Essa é a verdadeira dúvida, porque, para começar, os Gregos Independentes são um partido de centro-direita, e o Syriza é tido como esquerda radical. Ambos são anti-austeridade, mas enquanto o ANEL anunciava querer anular todas as leis impostas por consequência da troika e anular metade da dívida pública, o Syriza promete diálogo e negociações com os credores - ainda que Tsipras tenha dito no discurso de vitória que a troika é «passado».
 
                          

«Acaba este ciclo de austeridade. A vossa voz anula hoje, sem dúvidas, os resgates de austeridade e da catástrofe. A voz do povo grego diz que agora a troika é passado».


As diferenças notam-se pelos programas eleitorais distintos. O ANEL, que foi fundado por um ex-membro da Nova Democracia, prometia romper com a austeridade e as políticas da troika, ao mesmo tempo que se mostra a favor de políticas anti-imigração, anti-multiculturalismo e de um sistema de ensino Cristão-Ortodoxo. Já o Syriza também prometia o fim da austeridade e a renegociação da dívida, propondo medidas sociais como a reposição do salário mínimo nos 750€ e vales de alimentação e transporte para famílias mais desfavorecidas. No entanto, prometeu diálogo e não sair da zona euro, por não querer, justamente, a austeridade que tal opção poderia acarretar para a Grécia.

Mas logo antes das eleições, Panos Kammenos, disse estar disposto a construir uma ponte que una os dois partidos, apesar das suas diferenças ideológicas, e ajudar o Syriza com a sua experiência em Governar (que o partido de Alexis Tsipras não tem). E ao que tudo indica, Kammenos cumpriu.

Este acordo com outro partido «anti-troika» pode significar que as intenções iniciais do Syriza de «fazer frente» às normas europeias sejam mesmo para cumprir. A escolha desta coligação em vez de uma com o partido mais liberal «To Potami», que ficou em 4º nestas eleições e se mostra pró-Europa, ou com os socialistas do PASOK, que ficou em 7º, faz antever que o acordo pode ter sido conseguido justamente por esse fator.
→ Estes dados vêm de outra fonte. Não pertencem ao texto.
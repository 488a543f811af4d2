use anyhow::{Context, Result};
use btq_ids::MonotonicIdGenerator;
use btq_optimize::{OptimizationConfig, ParameterOptimizer};
use btq_strategy::DefaultStrategyFactory;

use crate::bars::load_csv_file;
use crate::config::load_layered_yaml;

use super::CsvBarRepository;

pub fn run(config_paths: &[String], bars_path: &str, json: bool) -> Result<()> {
    let loaded = load_layered_yaml(config_paths)?;
    let mut config: OptimizationConfig =
        serde_json::from_value(loaded.value).context("config does not match OptimizationConfig")?;
    config.seed = Some(super::resolve_seed(config.seed));

    tracing::info!(config_hash = %loaded.config_hash, "loaded optimization config");

    let bars = load_csv_file(bars_path)?;
    let repo = CsvBarRepository(bars);
    let factory = DefaultStrategyFactory;
    let ids = MonotonicIdGenerator::new();

    let optimizer = ParameterOptimizer::new(&repo, &factory, &ids);
    let result = optimizer.run(&config)?;

    println!("total_runs={}", result.total_runs);
    println!("wall_duration_ms={}", result.wall_duration_ms);
    println!("best_objective_value={}", result.best_objective_value);
    println!(
        "best_parameters={}",
        serde_json::to_string(&result.best_parameters)?
    );
    println!("best_final_capital={}", result.best_result.final_capital);

    super::maybe_print_json(&result, json)
}
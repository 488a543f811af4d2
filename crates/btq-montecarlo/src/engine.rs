use rand::SeedableRng;
use rand_chacha::ChaCha8Rng;
use rayon::prelude::*;

use crate::config::MonteCarloConfig;
use crate::error::MonteCarloError;
use crate::resample::resample;
use crate::simulation::simulate_one;
use crate::stats::{aggregate, MonteCarloResult};

/// Golden-ratio constant used to decorrelate per-simulation seeds derived
/// from one base seed (same technique `MonotonicIdGenerator` avoids; here
/// it keeps each simulation's stream independent while the whole run
/// stays reproducible end-to-end from a single seed, per P9).
const SEED_SPREAD: u64 = 0x9E37_79B9_7F4A_7C15;

fn base_seed(config: &MonteCarloConfig) -> u64 {
    config.seed.unwrap_or_else(|| {
        use std::time::{SystemTime, UNIX_EPOCH};
        SystemTime::now()
            .duration_since(UNIX_EPOCH)
            .map(|d| d.as_nanos() as u64)
            .unwrap_or(0)
    })
}

/// Resamples and simulates `config.num_simulations` independent equity
/// paths from `config.base_pnls`. An empty base P&L vector
/// yields the zeroed result, not an error — there is nothing to
/// resample.
pub struct MonteCarloSimulator;

impl MonteCarloSimulator {
    pub fn run(&self, config: &MonteCarloConfig) -> Result<MonteCarloResult, MonteCarloError> {
        config.validate()?;

        if config.base_pnls.is_empty() {
            return Ok(MonteCarloResult::zeroed(config.num_simulations));
        }

        let initial_capital = config.effective_initial_capital();
        let seed = base_seed(config);

        let outcomes = (0..config.num_simulations)
            .into_par_iter()
            .map(|i| {
                let sim_seed = seed ^ (i as u64).wrapping_mul(SEED_SPREAD);
                let mut rng = ChaCha8Rng::seed_from_u64(sim_seed);
                let sampled = resample(config.method, &config.base_pnls, config.block_size, &mut rng);
                simulate_one(initial_capital, &sampled)
            })
            .collect::<Vec<_>>();

        Ok(aggregate(outcomes, config))
    }
}

#[cfg(test)]
mod tests {
    use super::*;
    use crate::config::MonteCarloMethod;
    use btq_decimal::Money;

    fn config(seed: Option<u64>) -> MonteCarloConfig {
        MonteCarloConfig {
            base_pnls: vec![
                Money::parse("100").unwrap(),
                Money::parse("-50").unwrap(),
                Money::parse("25").unwrap(),
                Money::parse("75").unwrap(),
                Money::parse("-30").unwrap(),
            ],
            initial_capital: Some(Money::from_i64(10_000)),
            method: MonteCarloMethod::Bootstrap,
            num_simulations: 1000,
            confidence_level: 0.95,
            block_size: 2,
            preserve_correlation: false,
            seed,
            histogram_bins: 20,
        }
    }

    #[test]
    fn empty_base_pnls_yields_zeroed_result_not_error() {
        let mut c = config(Some(42));
        c.base_pnls.clear();
        let simulator = MonteCarloSimulator;
        let result = simulator.run(&c).unwrap();
        assert_eq!(result.mean_return_percent, 0.0);
        assert!(result.best_simulation.is_none());
    }

    #[test]
    fn same_seed_yields_byte_equal_aggregate_statistics() {
        let simulator = MonteCarloSimulator;
        let a = simulator.run(&config(Some(42))).unwrap();
        let b = simulator.run(&config(Some(42))).unwrap();
        assert_eq!(a.mean_return_percent, b.mean_return_percent);
        assert_eq!(a.value_at_risk_percent, b.value_at_risk_percent);
        assert_eq!(a.conditional_value_at_risk_percent, b.conditional_value_at_risk_percent);
        assert_eq!(a.return_histogram.counts, b.return_histogram.counts);
    }

    #[test]
    fn mean_return_matches_expected_scenario_value() {
        // S6: basePnls sum to 120, numSimulations=1000, initialCapital=10000
        // => expected mean return within ~1% of 1.2%. Bootstrap resampling
        // preserves the mean of the input in expectation.
        let simulator = MonteCarloSimulator;
        let result = simulator.run(&config(Some(42))).unwrap();
        assert!((result.mean_return_percent - 1.2).abs() < 1.0);
    }
}
//! Layered YAML config loading.
//!
//! Merge order is left-to-right: later files override earlier ones via
//! deep-merge (objects merge recursively, arrays and scalars overwrite).
//! The merged document is hashed in its canonical (key-sorted) form so the
//! same effective config always hashes the same regardless of key order
//! in the source files.

use anyhow::{Context, Result};
use serde_json::Value;
use sha2::{Digest, Sha256};

pub struct LoadedConfig {
    pub value: Value,
    pub config_hash: String,
}

pub fn load_layered_yaml(paths: &[String]) -> Result<LoadedConfig> {
    let mut merged = Value::Object(Default::default());

    for p in paths {
        let raw = std::fs::read_to_string(p).with_context(|| format!("read config: {p}"))?;
        let yaml_val: serde_yaml::Value =
            serde_yaml::from_str(&raw).with_context(|| format!("parse yaml: {p}"))?;
        let json_val = serde_json::to_value(yaml_val).context("yaml->json conversion failed")?;
        deep_merge(&mut merged, json_val);
    }

    let canonical = canonicalize(&merged);
    let mut hasher = Sha256::new();
    hasher.update(canonical.as_bytes());
    let config_hash = hex::encode(hasher.finalize());

    Ok(LoadedConfig {
        value: serde_json::from_str(&canonical).context("canonical json parse failed")?,
        config_hash,
    })
}

fn deep_merge(dst: &mut Value, src: Value) {
    match (dst, src) {
        (Value::Object(dst_map), Value::Object(src_map)) => {
            for (k, v) in src_map {
                match dst_map.get_mut(&k) {
                    Some(existing) => deep_merge(existing, v),
                    None => {
                        dst_map.insert(k, v);
                    }
                }
            }
        }
        (dst_slot, src_val) => {
            *dst_slot = src_val;
        }
    }
}

fn canonicalize(v: &Value) -> String {
    let sorted = sort_keys(v);
    serde_json::to_string(&sorted).expect("json serialization must not fail")
}

fn sort_keys(v: &Value) -> Value {
    match v {
        Value::Object(map) => {
            let mut keys: Vec<_> = map.keys().cloned().collect();
            keys.sort();
            let mut new = serde_json::Map::new();
            for k in keys {
                new.insert(k.clone(), sort_keys(&map[&k]));
            }
            Value::Object(new)
        }
        Value::Array(arr) => Value::Array(arr.iter().map(sort_keys).collect()),
        _ => v.clone(),
    }
}
// src/exec/reaper.rs

//! Remove finished containers.
//!
//! Ownership is the only authority for destructive action: a container the
//! caller supplied by id is never removed, whatever the delete flag says.

use tracing::{debug, info};

use crate::container::ContainerEngine;
use crate::errors::{Result, RunJobError};
use crate::types::ContainerHandle;

/// What the reaper did with a container.
#[derive(Debug, Clone, Copy, PartialEq, Eq)]
pub enum Reaped {
    Removed,
    /// The container was supplied by the caller.
    KeptNotOwned,
    /// The job asked to keep its container.
    KeptDeleteDisabled,
}

/// Decide whether `handle` should be removed, without touching the engine.
pub fn reap_decision(handle: &ContainerHandle, delete_on_finish: bool) -> Reaped {
    match (handle.owned, delete_on_finish) {
        (false, _) => Reaped::KeptNotOwned,
        (true, false) => Reaped::KeptDeleteDisabled,
        (true, true) => Reaped::Removed,
    }
}

pub struct Reaper<'a> {
    engine: &'a dyn ContainerEngine,
}

impl<'a> Reaper<'a> {
    pub fn new(engine: &'a dyn ContainerEngine) -> Self {
        Self { engine }
    }

    /// Force-remove the container if this run owns it and deletion is on.
    pub async fn reap(&self, handle: &ContainerHandle, delete_on_finish: bool) -> Result<Reaped> {
        let decision = reap_decision(handle, delete_on_finish);
        if decision != Reaped::Removed {
            debug!(container = %handle.id, ?decision, "keeping container");
            return Ok(decision);
        }

        self.engine
            .remove_container(&handle.id)
            .await
            .map_err(|source| RunJobError::Remove {
                container: handle.id.clone(),
                source,
            })?;

        info!(container = %handle.id, "removed container");
        Ok(Reaped::Removed)
    }
}
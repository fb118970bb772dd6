// src/config/mod.rs

//! Job file loading and validation.
//!
//! - `model.rs`: the TOML-backed data model, including [`JobSpec`].
//! - `loader.rs`: reading a job file from disk.
//! - `validate.rs`: per-job checks run before anything touches the engine.

pub mod loader;
pub mod model;
pub mod validate;

pub use loader::{load_and_validate, load_from_path};
pub use model::{ConfigFile, ConfigSection, ContainerTarget, JobSpec, RawConfigFile};
pub use validate::validate_job;
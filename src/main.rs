// src/main.rs

use runjob::{cli, logging, run};

#[tokio::main]
async fn main() {
    if let Err(err) = run_main().await {
        eprintln!("runjob error: {err:?}");
        std::process::exit(1);
    }
}

async fn run_main() -> anyhow::Result<()> {
    let args = cli::parse();
    logging::init_logging(args.log_level)?;
    run(args).await
}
Colocando as diferenças entre esquerda e direita de lado a favor do discurso «anti-austeridade» e da renegociação da dívida pública.

Este lado era, aliás, o mais temido pela Europa em relação a uma vitória do Syriza, e a falta de uma maioria absoluta trazia alguma tranquilidade para a zona euro. Mas com o voto de confiança do ANEL, que converge nesta posição, Tsipras poderá ser mesmo obrigado a cumprir com as políticas «anti-troika» que prometeu.

No entanto, como o Syriza conseguiu alcançar 149 deputados, apenas dois abaixo da maioria absoluta, não são esperados grandes compromissos com o ANEL. Com apenas 13 deputados eleitos, os Gregos Independentes não devem ir além de uma pasta do Governo e as suas políticas mais à direita não devem conseguir força para avançar.

Alexis Tsipras ainda vai reunir-se com os líderes do partido o «Rio» (To Potami) e os comunistas do KKE, ainda que não sejam esperados mais acordos de coligação (até porque o líder do ANEL afirmou durante a campanha que não integraria uma coligação com «O Rio»).

Com a formação do Governo tão rapidamente, Alexis Tsipras terá o seu primeiro «frente a frente» com os líderes europeus já dentro de pouco mais de duas semanas, na cimeira de 12 de fevereiro, em Bruxelas, naquela que pode ser a primeira prova ao novo Governo em relação à Europa.

O Syriza de Alexis Tsipras venceu, este domingo, as eleições na Grécia com mais de 36% dos votos, nove pontos acima da segunda força política mais votada, a Nova Democracia, do primeiro-ministro Antonis Samaras (27%).